Sur la demande de résiliation judiciaire

La cour observe que M. [R] [I] ne remet pas en cause en appel le rejet de sa demande de condamnation solidaire à l’égard des gérants de la SARL Transport Crignon.

M. [R] [I] sollicite la résiliation judiciaire du contrat de travail aux motifs que l’employeur a manqué à ses obligations en ne souscrivant pas les contrats de prévoyance sans régulariser cette situation en dépit de la décision de référé le lui ordonnant, le privant ainsi de la possibilité de bénéficier du congé de fin d’activité alors qu’il disposait de 26 années de conduite.

La résiliation judiciaire du contrat de travail peut être prononcée si l’employeur n’exécute pas ses obligations contractuelles et que les manquements sont d’une gravité suffisante pour empêcher la poursuite du contrat de travail.

Sur le congé de fin d’activité

Le congé de fin d’activité a été créé pour les conducteurs des entreprises des transports de marchandises ou de déménagement relevant du champ d’application de la convention collective nationale des transports routiers et activités auxiliaires du transport.

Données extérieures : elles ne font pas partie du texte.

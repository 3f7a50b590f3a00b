//! testgrid CLI - Run a browser × URL test matrix on a remote execution service.

mod config;
mod output;

use std::path::PathBuf;
use std::process::ExitCode;
use std::sync::Arc;

use clap::Parser;
use tracing::{error, info};
use tracing_subscriber::EnvFilter;

use testgrid_client::HttpExecutionService;
use testgrid_runner::TestRunner;

use config::FileConfig;
use output::{ConsoleSink, JsonLinesSink};

const EXIT_FAILED: u8 = 1;
const EXIT_FATAL: u8 = 2;

/// testgrid - Run browser test pages on a remote grid
#[derive(Parser, Debug)]
#[command(name = "testgrid")]
#[command(about = "Run browser test pages on a remote execution service", long_about = None)]
pub struct Args {
    /// JSON config file with run and service settings
    #[arg(short, long, default_value = "testgrid.json")]
    config: PathBuf,

    /// Test framework (jasmine, qunit, mocha, "YUI Test", custom)
    #[arg(short, long)]
    framework: Option<String>,

    /// Maximum concurrently running jobs
    #[arg(short, long)]
    throttle: Option<usize>,

    /// Build identifier to group jobs under
    #[arg(long)]
    build: Option<String>,

    /// Display name for jobs
    #[arg(long)]
    name: Option<String>,

    /// Test page URL (repeatable, replaces the config file's list)
    #[arg(long = "url")]
    urls: Vec<String>,

    /// Wait between status polls, in milliseconds
    #[arg(long)]
    poll_interval_ms: Option<u64>,

    /// Route browsers through this tunnel
    #[arg(long)]
    tunnel_identifier: Option<String>,

    /// REST API root of the execution service
    #[arg(long)]
    base_url: Option<String>,

    /// Service account name
    #[arg(long, env = "TESTGRID_USERNAME")]
    username: Option<String>,

    /// Service access key
    #[arg(long, env = "TESTGRID_ACCESS_KEY", hide_env_values = true)]
    access_key: Option<String>,

    /// Print progress as JSON lines
    #[arg(long)]
    json: bool,

    /// Enable debug logging
    #[arg(short, long)]
    verbose: bool,
}

#[tokio::main]
async fn main() -> ExitCode {
    let args = Args::parse();

    // Logs go to stderr; stdout carries progress output.
    let filter = if args.verbose {
        EnvFilter::new("testgrid=debug")
    } else {
        EnvFilter::try_from_default_env().unwrap_or_else(|_| EnvFilter::new("testgrid=info"))
    };
    tracing_subscriber::fmt()
        .with_env_filter(filter)
        .with_writer(std::io::stderr)
        .init();

    match run(&args).await {
        Ok(true) => ExitCode::SUCCESS,
        Ok(false) => ExitCode::from(EXIT_FAILED),
        Err(e) => {
            error!(error = %e, "Test run failed");
            eprintln!("Error: {}", e);
            ExitCode::from(EXIT_FATAL)
        }
    }
}

async fn run(args: &Args) -> Result<bool, Box<dyn std::error::Error>> {
    let config = FileConfig::load(&args.config)?.apply(args)?;

    info!(
        config = %args.config.display(),
        service = %config.service.base_url,
        browsers = config.runner.browsers.len(),
        urls = config.runner.urls.len(),
        "Loaded configuration"
    );

    let service = HttpExecutionService::new(config.service)?;
    let runner = TestRunner::new(config.runner, Arc::new(service));
    let runner = if args.json {
        runner.with_progress_sink(JsonLinesSink)
    } else {
        runner.with_progress_sink(ConsoleSink)
    };

    Ok(runner.run_tests().await?)
}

Ses conditions d’accès sont au nombre de trois et sont cumulatives : occuper à la date de cessation effective de l’activité un emploi de conducteur routier de transport de marchandises ou de déménagement, être âgé d’au moins 57 ans, justifier avoir exercé pendant 26 ans, de façon continue ou discontinue, un emploi de conduite d’un véhicule de plus de 3,5 tonnes de PTAC affecté au transport de marchandises ou de déménagement dans une entreprise relevant du champ d’application de la convention collective.

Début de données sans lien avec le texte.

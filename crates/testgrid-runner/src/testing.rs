//! Scripted in-memory execution service for tests.

use std::collections::HashMap;
use std::sync::atomic::{AtomicUsize, Ordering};
use std::sync::Mutex;
use std::time::Duration;

use async_trait::async_trait;
use serde_json::{json, Value};

use testgrid_client::{
    ClientError, ExecutionService, StatusResponse, SubmitRequest, SubmitResponse, TaskStatus,
    REMOTE_ERROR_STATUS,
};
use testgrid_core::{JobRef, TaskRef};

type SubmitFn = dyn Fn(&SubmitRequest) -> Result<SubmitResponse, ClientError> + Send + Sync;
type StatusFn =
    dyn Fn(&SubmitRequest, &TaskRef, u32) -> Result<StatusResponse, ClientError> + Send + Sync;

/// Execution service whose answers come from closures.
///
/// A submission answered with an empty default response gets a fresh
/// `task-N` reference. By default every status query answers "completed"
/// with a passing mocha result.
pub(crate) struct FakeService {
    submit: Box<SubmitFn>,
    status: Box<StatusFn>,
    latency: Duration,
    next_id: AtomicUsize,
    requests: Mutex<Vec<SubmitRequest>>,
    by_ref: Mutex<HashMap<TaskRef, SubmitRequest>>,
    polls: Mutex<HashMap<TaskRef, u32>>,
    active: AtomicUsize,
    peak: AtomicUsize,
}

impl FakeService {
    pub fn new() -> Self {
        Self {
            submit: Box::new(|_| Ok(SubmitResponse::default())),
            status: Box::new(|_, task_ref, _| Ok(completed(task_ref, json!({"failures": 0})))),
            latency: Duration::ZERO,
            next_id: AtomicUsize::new(0),
            requests: Mutex::new(Vec::new()),
            by_ref: Mutex::new(HashMap::new()),
            polls: Mutex::new(HashMap::new()),
            active: AtomicUsize::new(0),
            peak: AtomicUsize::new(0),
        }
    }

    pub fn with_submit<F>(mut self, submit: F) -> Self
    where
        F: Fn(&SubmitRequest) -> Result<SubmitResponse, ClientError> + Send + Sync + 'static,
    {
        self.submit = Box::new(submit);
        self
    }

    pub fn with_status<F>(mut self, status: F) -> Self
    where
        F: Fn(&SubmitRequest, &TaskRef, u32) -> Result<StatusResponse, ClientError>
            + Send
            + Sync
            + 'static,
    {
        self.status = Box::new(status);
        self
    }

    /// Delay every call by `latency`.
    pub fn with_latency(mut self, latency: Duration) -> Self {
        self.latency = latency;
        self
    }

    pub fn submitted(&self) -> Vec<SubmitRequest> {
        self.requests.lock().unwrap().clone()
    }

    pub fn polls(&self, task_ref: &TaskRef) -> u32 {
        self.polls.lock().unwrap().get(task_ref).copied().unwrap_or(0)
    }

    pub fn total_polls(&self) -> u32 {
        self.polls.lock().unwrap().values().sum()
    }

    /// Most jobs that were submitted but not yet finished at any one time.
    pub fn peak_active(&self) -> usize {
        self.peak.load(Ordering::SeqCst)
    }

    async fn delay(&self) {
        if !self.latency.is_zero() {
            tokio::time::sleep(self.latency).await;
        }
    }
}

#[async_trait]
impl ExecutionService for FakeService {
    async fn submit(&self, request: &SubmitRequest) -> Result<SubmitResponse, ClientError> {
        self.delay().await;
        self.requests.lock().unwrap().push(request.clone());

        let mut response = (self.submit)(request)?;
        if response.task_refs.is_empty() && response.body.is_empty() {
            let id = self.next_id.fetch_add(1, Ordering::SeqCst);
            response = SubmitResponse {
                task_refs: vec![TaskRef::new(format!("task-{}", id))],
                body: String::new(),
            };
        }

        if !response.task_refs.is_empty() {
            let now = self.active.fetch_add(1, Ordering::SeqCst) + 1;
            self.peak.fetch_max(now, Ordering::SeqCst);
        }
        let mut by_ref = self.by_ref.lock().unwrap();
        for task_ref in &response.task_refs {
            by_ref.insert(task_ref.clone(), request.clone());
        }

        Ok(response)
    }

    async fn status(&self, task_refs: &[TaskRef]) -> Result<StatusResponse, ClientError> {
        self.delay().await;
        let task_ref = &task_refs[0];
        let attempt = {
            let mut polls = self.polls.lock().unwrap();
            let count = polls.entry(task_ref.clone()).or_insert(0);
            *count += 1;
            *count
        };
        let request = self
            .by_ref
            .lock()
            .unwrap()
            .get(task_ref)
            .cloned()
            .unwrap_or_default();

        let response = (self.status)(&request, task_ref, attempt);
        if !matches!(response, Ok(ref r) if !r.completed) {
            self.active.fetch_sub(1, Ordering::SeqCst);
        }
        response
    }
}

pub(crate) fn pending() -> StatusResponse {
    StatusResponse {
        completed: false,
        tasks: Vec::new(),
    }
}

pub(crate) fn completed(task_ref: &TaskRef, result: Value) -> StatusResponse {
    StatusResponse {
        completed: true,
        tasks: vec![TaskStatus {
            id: task_ref.clone(),
            job_id: Some(JobRef::new(format!("job-{}", task_ref))),
            status: Some("test session finished".to_string()),
            platform: None,
            url: None,
            result: Some(result),
        }],
    }
}

/// Completed in the execution-error state, with a payload that would pass.
pub(crate) fn remote_error(task_ref: &TaskRef) -> StatusResponse {
    let mut response = completed(task_ref, json!({"passed": 10, "total": 10}));
    response.tasks[0].status = Some(REMOTE_ERROR_STATUS.to_string());
    response
}

/// The service answering 503, as it does during maintenance windows.
pub(crate) fn unavailable() -> ClientError {
    ClientError::Status {
        method: "POST".to_string(),
        url: "http://fake.test/rest".to_string(),
        status: 503,
        body: "Service Unavailable".to_string(),
    }
}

En l’espèce, M. [R] [I] n’était pas éligible au congé de fin d’activité en raison de son nombre d’années d’exercice insuffisant.

Sur la prime d’ancienneté

M. [R] [I] sollicite paiement d’un rappel de prime d’ancienneté pendant 27 mois et les congés payés afférents.

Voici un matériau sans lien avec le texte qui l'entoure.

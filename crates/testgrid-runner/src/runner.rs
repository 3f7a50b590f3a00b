//! Test matrix orchestration.

use std::sync::atomic::{AtomicBool, AtomicUsize, Ordering};
use std::sync::Arc;

use futures_util::stream::{FuturesUnordered, StreamExt};
use tokio_util::sync::CancellationToken;
use tracing::{debug, error, info, warn};

use testgrid_client::ExecutionService;
use testgrid_core::{EvaluatorRegistry, ProgressEvent, RunId, TaskDescriptor};

use crate::config::{AbortPolicy, LateEvents, RunnerConfig};
use crate::error::{JobError, RunnerError};
use crate::hooks::{ProgressSink, ResultHook};
use crate::job::Job;
use crate::scheduler::Scheduler;

/// Runs every browser × URL combination and aggregates the verdicts.
///
/// # Example
///
/// ```rust,no_run
/// use std::sync::Arc;
/// use testgrid_client::{HttpExecutionService, ServiceConfig};
/// use testgrid_runner::{RunnerConfig, TestRunner, TracingSink};
///
/// async fn run() -> Result<(), Box<dyn std::error::Error>> {
///     let service = HttpExecutionService::new(ServiceConfig::default())?;
///     let config = RunnerConfig::from_json(r#"{
///         "framework": "qunit",
///         "throttle": 2,
///         "browsers": [{"browserName": "chrome"}],
///         "urls": ["http://localhost:9999/test.html"]
///     }"#)?;
///
///     let passed = TestRunner::new(config, Arc::new(service))
///         .with_progress_sink(TracingSink)
///         .run_tests()
///         .await?;
///
///     println!("passed: {}", passed);
///     Ok(())
/// }
/// ```
pub struct TestRunner {
    config: Arc<RunnerConfig>,
    service: Arc<dyn ExecutionService>,
    evaluators: Arc<EvaluatorRegistry>,
    progress: Option<Arc<dyn ProgressSink>>,
    result_hook: Option<Arc<dyn ResultHook>>,
}

impl TestRunner {
    /// Create a runner using the built-in framework evaluators.
    pub fn new(config: RunnerConfig, service: Arc<dyn ExecutionService>) -> Self {
        Self {
            config: Arc::new(config),
            service,
            evaluators: Arc::new(EvaluatorRegistry::with_builtins()),
            progress: None,
            result_hook: None,
        }
    }

    /// Builder method to replace the evaluator registry.
    pub fn with_evaluators(mut self, evaluators: EvaluatorRegistry) -> Self {
        self.evaluators = Arc::new(evaluators);
        self
    }

    /// Builder method to receive progress events.
    pub fn with_progress_sink(mut self, sink: impl ProgressSink + 'static) -> Self {
        self.progress = Some(Arc::new(sink));
        self
    }

    /// Builder method to post-process every completed job's result.
    pub fn with_result_hook(mut self, hook: impl ResultHook + 'static) -> Self {
        self.result_hook = Some(Arc::new(hook));
        self
    }

    pub fn config(&self) -> &RunnerConfig {
        &self.config
    }

    /// Every browser × URL combination this runner will execute.
    pub fn descriptors(&self) -> Vec<TaskDescriptor> {
        TaskDescriptor::matrix(&self.config.browsers, &self.config.urls)
    }

    /// Run the whole matrix.
    ///
    /// Resolves with `true` iff every job passed. The first fatal job error
    /// is returned as soon as it is observed, without waiting for the jobs
    /// still in flight. With [`AbortPolicy::Detach`] those keep running in
    /// the background and their results are dropped.
    pub async fn run_tests(&self) -> Result<bool, RunnerError> {
        let run_id = RunId::generate();
        let descriptors = self.descriptors();
        let total_jobs = descriptors.len();

        info!(
            run_id = %run_id,
            total_jobs,
            throttle = ?self.config.throttle,
            framework = %self.config.framework,
            "Starting test run"
        );

        let settled = Arc::new(AtomicBool::new(false));
        let ctx = Arc::new(TaskContext {
            config: self.config.clone(),
            service: self.service.clone(),
            evaluators: self.evaluators.clone(),
            progress: Progress {
                sink: self.progress.clone(),
                late_events: self.config.late_events,
                settled: settled.clone(),
            },
            result_hook: self.result_hook.clone(),
            cancel: CancellationToken::new(),
            total_jobs,
            started_jobs: AtomicUsize::new(0),
        });

        if total_jobs == 0 {
            warn!(run_id = %run_id, "No browser/URL combinations configured");
        }

        let scheduler = Scheduler::new(self.config.throttle);
        let run_task = scheduler.wrap({
            let ctx = ctx.clone();
            move |descriptor: TaskDescriptor| {
                let ctx = ctx.clone();
                async move { ctx.run_task(descriptor).await }
            }
        });

        let mut pending: FuturesUnordered<_> = descriptors.into_iter().map(run_task).collect();

        let mut passed = true;
        let outcome = loop {
            match pending.next().await {
                None => break Ok(passed),
                Some(Ok(Ok(verdict))) => passed &= verdict,
                Some(Ok(Err(e))) => break Err(e),
                Some(Err(join_error)) => break Err(RunnerError::TaskPanicked(join_error.to_string())),
            }
        };
        ctx.progress.settle();

        match outcome {
            Ok(passed) => {
                info!(run_id = %run_id, total_jobs, passed, "Test run completed");
                ctx.progress.emit_final(ProgressEvent::TestCompleted { passed });
                Ok(passed)
            }
            Err(e) => {
                let orphaned = pending.len();
                error!(run_id = %run_id, error = %e, orphaned, "Test run aborted");
                match self.config.on_abort {
                    AbortPolicy::Detach => {
                        debug!(orphaned, "Leaving in-flight jobs running in the background");
                    }
                    AbortPolicy::Cancel => ctx.cancel.cancel(),
                }
                Err(e)
            }
        }
    }
}

/// Progress emission for one run.
struct Progress {
    sink: Option<Arc<dyn ProgressSink>>,
    late_events: LateEvents,
    settled: Arc<AtomicBool>,
}

impl Progress {
    fn emit(&self, event: ProgressEvent) {
        let Some(sink) = &self.sink else {
            return;
        };
        if self.late_events == LateEvents::Suppress && self.settled.load(Ordering::SeqCst) {
            debug!(event = event.name(), "Dropping progress event after run settled");
            return;
        }
        sink.emit(&event);
    }

    fn emit_final(&self, event: ProgressEvent) {
        if let Some(sink) = &self.sink {
            sink.emit(&event);
        }
    }

    fn settle(&self) {
        self.settled.store(true, Ordering::SeqCst);
    }
}

/// State shared by every job task of one run.
struct TaskContext {
    config: Arc<RunnerConfig>,
    service: Arc<dyn ExecutionService>,
    evaluators: Arc<EvaluatorRegistry>,
    progress: Progress,
    result_hook: Option<Arc<dyn ResultHook>>,
    cancel: CancellationToken,
    total_jobs: usize,
    started_jobs: AtomicUsize,
}

impl TaskContext {
    async fn run_task(&self, descriptor: TaskDescriptor) -> Result<bool, RunnerError> {
        let job = Job::new(
            self.config.clone(),
            descriptor.clone(),
            self.service.clone(),
            self.evaluators.clone(),
        )
        .with_cancellation(self.cancel.clone());

        self.drive(job).await.map_err(|source| RunnerError::Job {
            url: descriptor.url().to_string(),
            platform: descriptor.browser().clone(),
            source,
        })
    }

    async fn drive(&self, mut job: Job) -> Result<bool, JobError> {
        job.start().await?;
        let started_jobs = self.started_jobs.fetch_add(1, Ordering::SeqCst) + 1;
        self.progress.emit(ProgressEvent::JobStarted {
            total_jobs: self.total_jobs,
            started_jobs,
        });

        let result = job.get_result().await?;
        let mut passed = result.passed;

        if let Some(hook) = &self.result_hook {
            if let Some(verdict) = hook.on_result(result.clone()).await.map_err(JobError::Hook)? {
                debug!(
                    url = %result.url,
                    evaluated = passed,
                    overridden = verdict,
                    "Result hook overrode verdict"
                );
                passed = verdict;
            }
        }

        self.progress.emit(ProgressEvent::JobCompleted {
            url: result.url,
            platform: result.platform,
            passed,
            tunnel_id: job.tunnel_id().map(str::to_string),
        });

        Ok(passed)
    }
}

L’employeur s’oppose à cette demande en l’absence de disposition conventionnelle relative à l’existence d’une prime d’ancienneté.

La cour infirme le jugement et déboute le salarié de sa demande.

Sur la liquidation de l’astreinte

M. [R] [I] sollicite la liquidation de l’astreinte à hauteur de 124 800 euros en raison du non-respect d’une décision de référé.

La cour condamne l’employeur à verser une somme de 10 000 euros au titre de la liquidation de l’astreinte.

Sur les dépens et frais irrépétibles

La SARL Transport Crignon est condamnée aux entiers dépens et à payer des frais irrépétibles à M. [R] [I].

* * *

REPUBLIQUE FRANÇAISE

AU NOM DU PEUPLE FRANÇAIS

N° RG 21/02686 – N° Portalis DBV2-V-B7F-I2EX

COUR D’APPEL DE ROUEN

CHAMBRE SOCIALE ET DES AFFAIRES DE

SECURITE SOCIALE

ARRET DU 08 JUIN 2023

DÉCISION DÉFÉRÉE :

Jugement du CONSEIL DE PRUD’HOMMES DE ROUEN du 07 Juin 2021

APPELANTE :

S.A.R.L. TRANSPORT CRIGNON

[Adresse 3]

[Localité 2]

représentée par Me Matthieu ROUSSINEAU de l’AARPI ROUSSINEAU AVOCATS, avocat au barreau de ROUEN

INTIME :

Monsieur [R] [I]

[Adresse 1]

[Localité 4]

représenté par Me Caroline VELLY de la SELARL VD & ASSOCIES, avocat au barreau de ROUEN

COMPOSITION DE LA COUR  :

En application des dispositions de l’article 805 du Code de procédure civile, l’affaire a été plaidée et débattue à l’audience du 02 Mai 2023 sans opposition des parties devant Madame LEBAS-LIABEUF, Présidente, magistrat chargé du rapport.

Le magistrat rapporteur a rendu compte des plaidoiries dans le délibéré de la Cour composée de :

Madame LEBAS-LIABEUF, Présidente

Madame BACHELET, Conseillère

Madame BERGERE, Conseillère

GREFFIER LORS DES DEBATS :

Mme WERNER, Greffière

DEBATS :

A l’audience publique du 02 Mai 2023, où l’affaire a été mise en délibéré au 08 Juin 2023

ARRET :

CONTRADICTOIRE

Prononcé le 08 Juin 2023, par mise à disposition de l’arrêt au greffe de la Cour, les parties en ayant été préalablement avisées dans les conditions prévues au deuxième alinéa de l’article 450 du Code de procédure civile,

signé par Madame LEBAS-LIABEUF, Présidente et par Mme WERNER, Greffière.

EXPOSÉ DU LITIGE

M. [R] [I] a été engagé par la SARL Transport Crignon en qualité de conducteur poids lourds par contrat de travail à durée indéterminée du 1er août 2011.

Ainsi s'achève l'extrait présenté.